Le Quintette de Stephan a été observé pour la première fois par l’astronome français Edouard Stephan, en 1878, depuis l’Observatoire de Marseille. Celui-ci fut alors catalogué comme un agrégat de nébuleuses, alors qu’il s’agit en réalité de galaxies constituées de milliards d’étoiles. Seules quatre des cinq galaxies sont situées dans une même région de l’espace et montrent des signes d’interactions gravitationnelles. On voit des filaments de gaz et d’étoiles qui s’en échappent, ce qui est la preuve des forces d’attraction en jeu.
«Les galaxies que l’on voit à droite de l’image sont suffisamment proches pour être en interaction, explique Pierre Ferruit.

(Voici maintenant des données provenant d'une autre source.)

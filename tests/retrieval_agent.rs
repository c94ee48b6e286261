//! Query-phase tests: bounded investigations against an in-memory codebase.

use chrono::Utc;
use lore::agent::{Evidence, QaSession, RetrievalAgent, Termination};
use lore::config::AgentConfig;
use lore::document::KnowledgeDocument;
use lore::models::{Abstraction, Chapter, Relationship, TraversalOrder};
use lore::reasoning::ScriptedReasoner;
use lore::store::{FileFilter, MemoryStore};
use proptest::prelude::*;
use std::collections::BTreeSet;

fn store() -> MemoryStore {
    MemoryStore::new(
        "/work/shop",
        [
            ("src/cart.py", "class Cart:\n    def total(self): ..."),
            ("src/checkout.py", "from cart import Cart\n"),
            ("src/models/item.py", "class Item: ..."),
            ("src/models/price.py", "class Price: ..."),
            ("src/models/tax.py", "RATE = 0.2"),
            ("src/models/user.py", "class User: ..."),
        ],
        &FileFilter::default(),
    )
    .unwrap()
}

fn document() -> KnowledgeDocument {
    KnowledgeDocument {
        project: "shop".to_string(),
        generated_at: Utc::now(),
        fingerprint: "f".to_string(),
        files: store_paths(),
        summary: "A shopping cart with a checkout step.".to_string(),
        abstractions: vec![
            Abstraction {
                name: "Cart".to_string(),
                description: "Holds items.".to_string(),
                file_indices: BTreeSet::from([0]),
                entry_point: false,
            },
            Abstraction {
                name: "Checkout".to_string(),
                description: "Charges the user.".to_string(),
                file_indices: BTreeSet::from([1]),
                entry_point: false,
            },
        ],
        relationships: vec![Relationship {
            from: 1,
            to: 0,
            label: "Totals".to_string(),
        }],
        order: TraversalOrder::new(vec![0, 1]).unwrap(),
        chapters: vec![
            Chapter {
                abstraction_index: 0,
                sequence_number: 1,
                content: "The cart sums item prices.".to_string(),
            },
            Chapter {
                abstraction_index: 1,
                sequence_number: 2,
                content: "Checkout asks the cart for its total.".to_string(),
            },
        ],
    }
}

fn store_paths() -> Vec<String> {
    use lore::store::FileStore;
    store().list().iter().map(|f| f.path.clone()).collect()
}

fn config(max_rounds: usize) -> AgentConfig {
    AgentConfig {
        max_rounds,
        ..AgentConfig::default()
    }
}

#[test]
fn test_missing_file_is_reported_back() {
    let (doc, store) = (document(), store());
    let stub = ScriptedReasoner::from_texts([
        "[REQUEST_FILE: missing.py]",
        "There is no missing.py; the cart lives in src/cart.py.",
    ]);
    let agent = RetrievalAgent::new(&stub, &store, &doc, config(5));

    let answer = agent.investigate("What is in missing.py?", &[]).unwrap();
    assert_eq!(answer.termination, Termination::Answered);
    assert!(answer.consulted_files.is_empty());
    assert!(stub.prompts()[1].contains("FileNotFound: missing.py"));
    assert!(matches!(&answer.evidence[0], Evidence::NotFound { path } if path == "missing.py"));
}

#[test]
fn test_duplicate_request_forces_an_answer() {
    let (doc, store) = (document(), store());
    let stub = ScriptedReasoner::from_texts([
        "[REQUEST_FILE: src/cart.py]",
        "[REQUEST_FILE: ./src/cart.py]",
        "Cart.total adds up the items.",
    ]);
    let agent = RetrievalAgent::new(&stub, &store, &doc, config(5));

    let answer = agent.investigate("How is the total computed?", &[]).unwrap();
    assert_eq!(answer.calls, 3);
    assert_eq!(answer.termination, Termination::DuplicateRequest);
    assert!(answer.is_partial());
    assert_eq!(answer.consulted_files, vec!["src/cart.py"]);
    assert_eq!(answer.text, "Cart.total adds up the items.");

    let prompts = stub.prompts();
    assert!(!prompts[1].contains("cannot request any more files"));
    assert!(prompts[2].contains("cannot request any more files"));
}

#[test]
fn test_oscillating_requests_stop_at_the_first_repeat() {
    let (doc, store) = (document(), store());
    let stub = ScriptedReasoner::from_texts([
        "[REQUEST_FILE: src/cart.py]",
        "[REQUEST_FILE: src/checkout.py]",
        "[REQUEST_FILE: src/cart.py]",
        "[REQUEST_FILE: src/checkout.py]",
        "Done.",
    ]);
    let agent = RetrievalAgent::new(&stub, &store, &doc, config(5));

    let answer = agent.investigate("q", &[]).unwrap();
    assert_eq!(answer.calls, 4);
    assert_eq!(answer.termination, Termination::DuplicateRequest);
    assert_eq!(answer.consulted_files, vec!["src/cart.py", "src/checkout.py"]);
    // The final call still asked for a file; the agent answers anyway
    assert!(!answer.text.contains("REQUEST_FILE"));
}

#[test]
fn test_endless_requests_are_cut_off() {
    let (doc, store) = (document(), store());
    let stub = ScriptedReasoner::from_fn(|_, call| Ok(format!("[REQUEST_FILE: src/file{call}.py]")));
    let agent = RetrievalAgent::new(&stub, &store, &doc, config(3));

    let answer = agent.investigate("q", &[]).unwrap();
    assert_eq!(answer.calls, 4);
    assert_eq!(stub.calls(), 4);
    assert_eq!(answer.termination, Termination::RoundsExhausted);
    assert!(answer.caveat().unwrap().contains("cut short"));
}

#[test]
fn test_glob_request_is_capped() {
    let (doc, store) = (document(), store());
    let stub = ScriptedReasoner::from_texts(["[REQUEST_FILE: src/models/*.py]", "Four models."]);
    let agent = RetrievalAgent::new(&stub, &store, &doc, config(5));

    let answer = agent.investigate("Which models exist?", &[]).unwrap();
    assert_eq!(answer.consulted_files.len(), 3);
    let second = &stub.prompts()[1];
    assert!(second.contains("(1 more files matched but were not included)"));
    assert!(second.contains("class Item"));
}

#[test]
fn test_session_keeps_answers_not_file_contents() {
    let (doc, store) = (document(), store());
    let stub = ScriptedReasoner::from_texts([
        "[REQUEST_FILE: src/models/tax.py]",
        "Tax is 20 percent.",
        "It is applied at checkout.",
    ]);
    let agent = RetrievalAgent::new(&stub, &store, &doc, config(5));
    let mut session = QaSession::new(agent);

    session.ask("What is the tax rate?").unwrap();
    session.ask("Where is it applied?").unwrap();

    let last = stub.prompts().pop().unwrap();
    assert!(last.contains("User: What is the tax rate?"));
    assert!(last.contains("Assistant: Tax is 20 percent."));
    assert!(!last.contains("RATE = 0.2"));
    assert_eq!(session.history().len(), 4);
}

#[test]
fn test_knowledge_document_is_in_every_prompt() {
    let (doc, store) = (document(), store());
    let stub = ScriptedReasoner::from_texts(["[REQUEST_FILE: src/cart.py]", "ok"]);
    let agent = RetrievalAgent::new(&stub, &store, &doc, config(5));
    agent.investigate("cart?", &[]).unwrap();
    for prompt in stub.prompts() {
        assert!(prompt.contains("A shopping cart with a checkout step."));
        assert!(prompt.contains("src/models/user.py"));
    }
}

proptest! {
    #[test]
    fn prop_calls_never_exceed_rounds_plus_one(
        max_rounds in 0usize..6,
        script in prop::collection::vec(prop::option::of(0usize..8), 0..12),
    ) {
        let (doc, store) = (document(), store());
        let stub = ScriptedReasoner::from_fn(move |_, call| {
            Ok(match script.get(call).copied().flatten() {
                Some(n) if n < 6 => format!("[REQUEST_FILE: {}]", store_paths()[n]),
                Some(n) => format!("[REQUEST_FILE: nowhere/{n}.py]"),
                None if call < script.len() => "An answer.".to_string(),
                None => "[REQUEST_FILE: src/cart.py]".to_string(),
            })
        });
        let agent = RetrievalAgent::new(&stub, &store, &doc, config(max_rounds));
        let answer = agent.investigate("q", &[]).unwrap();

        prop_assert!(answer.calls <= max_rounds + 1);
        prop_assert_eq!(answer.calls, stub.calls());
        prop_assert!(answer.consulted_files.len() <= max_rounds * 3);
        let unique: BTreeSet<_> = answer.consulted_files.iter().collect();
        prop_assert_eq!(unique.len(), answer.consulted_files.len());
        prop_assert!(!answer.text.is_empty());
    }
}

Il s’agit d’une sorte de danse cosmique dans laquelle les galaxies sont en train d’interagir.» En bas à droite semblent apparaître deux yeux et un sourire, «ce sont les noyaux de deux galaxies en train de fusionner», détaille ce dernier.
Par ailleurs, la galaxie la plus élevée du Quintette de Stephan – NGC 7319 – abrite un trou noir super-massif dont la masse est 24 millions de fois celle du Soleil. Il capte et agglomère de la matière activement sous l’effet de la gravitation et émet une énergie lumineuse équivalente à 40 milliards de soleils.